Stored data>
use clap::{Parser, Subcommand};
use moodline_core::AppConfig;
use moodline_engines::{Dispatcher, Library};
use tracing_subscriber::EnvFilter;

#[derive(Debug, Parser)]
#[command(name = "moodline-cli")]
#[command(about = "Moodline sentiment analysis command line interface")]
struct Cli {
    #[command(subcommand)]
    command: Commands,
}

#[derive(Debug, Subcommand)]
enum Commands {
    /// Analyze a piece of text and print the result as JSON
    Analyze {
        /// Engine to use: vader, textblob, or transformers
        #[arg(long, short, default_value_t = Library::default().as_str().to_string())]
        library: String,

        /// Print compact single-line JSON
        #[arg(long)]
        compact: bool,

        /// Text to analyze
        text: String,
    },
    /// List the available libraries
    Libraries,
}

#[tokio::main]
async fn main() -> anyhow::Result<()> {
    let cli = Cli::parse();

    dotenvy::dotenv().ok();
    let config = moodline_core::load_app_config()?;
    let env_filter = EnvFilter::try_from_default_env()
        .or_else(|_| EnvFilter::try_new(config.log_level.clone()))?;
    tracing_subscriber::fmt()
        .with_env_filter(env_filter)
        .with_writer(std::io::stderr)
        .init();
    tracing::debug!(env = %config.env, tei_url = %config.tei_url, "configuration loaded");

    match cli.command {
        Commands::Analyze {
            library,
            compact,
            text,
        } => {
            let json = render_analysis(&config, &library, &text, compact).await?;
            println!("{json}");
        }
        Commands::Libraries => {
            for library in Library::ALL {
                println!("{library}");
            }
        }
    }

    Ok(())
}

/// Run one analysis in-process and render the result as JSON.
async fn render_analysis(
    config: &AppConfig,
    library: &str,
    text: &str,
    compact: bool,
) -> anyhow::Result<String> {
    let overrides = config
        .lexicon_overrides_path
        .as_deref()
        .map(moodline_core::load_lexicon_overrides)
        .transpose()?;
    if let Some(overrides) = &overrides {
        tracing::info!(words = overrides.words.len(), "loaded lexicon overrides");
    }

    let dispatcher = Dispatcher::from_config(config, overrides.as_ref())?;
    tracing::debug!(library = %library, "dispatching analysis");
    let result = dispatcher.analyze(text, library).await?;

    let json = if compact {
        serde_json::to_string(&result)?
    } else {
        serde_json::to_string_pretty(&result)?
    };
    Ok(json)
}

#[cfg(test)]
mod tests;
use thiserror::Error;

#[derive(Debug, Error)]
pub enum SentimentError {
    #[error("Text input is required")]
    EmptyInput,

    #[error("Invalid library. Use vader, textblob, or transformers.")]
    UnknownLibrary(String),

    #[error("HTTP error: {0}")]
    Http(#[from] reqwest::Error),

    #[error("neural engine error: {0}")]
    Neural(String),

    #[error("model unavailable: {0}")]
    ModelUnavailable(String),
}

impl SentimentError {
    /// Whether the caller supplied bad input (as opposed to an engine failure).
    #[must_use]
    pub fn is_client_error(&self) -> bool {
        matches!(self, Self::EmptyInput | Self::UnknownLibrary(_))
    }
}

What you will do> Return every line of the data unchanged.

Solution to the exercise>
use clap::{Parser, Subcommand};
use moodline_core::AppConfig;
use moodline_engines::{Dispatcher, Library};
use tracing_subscriber::EnvFilter;

#[derive(Debug, Parser)]
#[command(name = "moodline-cli")]
#[command(about = "Moodline sentiment analysis command line interface")]
struct Cli {
    #[command(subcommand)]
    command: Commands,
}

#[derive(Debug, Subcommand)]
enum Commands {
    /// Analyze a piece of text and print the result as JSON
    Analyze {
        /// Engine to use: vader, textblob, or transformers
        #[arg(long, short, default_value_t = Library::default().as_str().to_string())]
        library: String,

        /// Print compact single-line JSON
        #[arg(long)]
        compact: bool,

        /// Text to analyze
        text: String,
    },
    /// List the available libraries
    Libraries,
}

#[tokio::main]
async fn main() -> anyhow::Result<()> {
    let cli = Cli::parse();

    dotenvy::dotenv().ok();
    let config = moodline_core::load_app_config()?;
    let env_filter = EnvFilter::try_from_default_env()
        .or_else(|_| EnvFilter::try_new(config.log_level.clone()))?;
    tracing_subscriber::fmt()
        .with_env_filter(env_filter)
        .with_writer(std::io::stderr)
        .init();
    tracing::debug!(env = %config.env, tei_url = %config.tei_url, "configuration loaded");

    match cli.command {
        Commands::Analyze {
            library,
            compact,
            text,
        } => {
            let json = render_analysis(&config, &library, &text, compact).await?;
            println!("{json}");
        }
        Commands::Libraries => {
            for library in Library::ALL {
                println!("{library}");
            }
        }
    }

    Ok(())
}

/// Run one analysis in-process and render the result as JSON.
async fn render_analysis(
    config: &AppConfig,
    library: &str,
    text: &str,
    compact: bool,
) -> anyhow::Result<String> {
    let overrides = config
        .lexicon_overrides_path
        .as_deref()
        .map(moodline_core::load_lexicon_overrides)
        .transpose()?;
    if let Some(overrides) = &overrides {
        tracing::info!(words = overrides.words.len(), "loaded lexicon overrides");
    }

    let dispatcher = Dispatcher::from_config(config, overrides.as_ref())?;
    tracing::debug!(library = %library, "dispatching analysis");
    let result = dispatcher.analyze(text, library).await?;

    let json = if compact {
        serde_json::to_string(&result)?
    } else {
        serde_json::to_string_pretty(&result)?
    };
    Ok(json)
}

#[cfg(test)]
mod tests;
use thiserror::Error;

#[derive(Debug, Error)]
pub enum SentimentError {
    #[error("Text input is required")]
    EmptyInput,

    #[error("Invalid library. Use vader, textblob, or transformers.")]
    UnknownLibrary(String),

    #[error("HTTP error: {0}")]
    Http(#[from] reqwest::Error),

    #[error("neural engine error: {0}")]
    Neural(String),

    #[error("model unavailable: {0}")]
    ModelUnavailable(String),
}

impl SentimentError {
    /// Whether the caller supplied bad input (as opposed to an engine failure).
    #[must_use]
    pub fn is_client_error(&self) -> bool {
        matches!(self, Self::EmptyInput | Self::UnknownLibrary(_))
    }
}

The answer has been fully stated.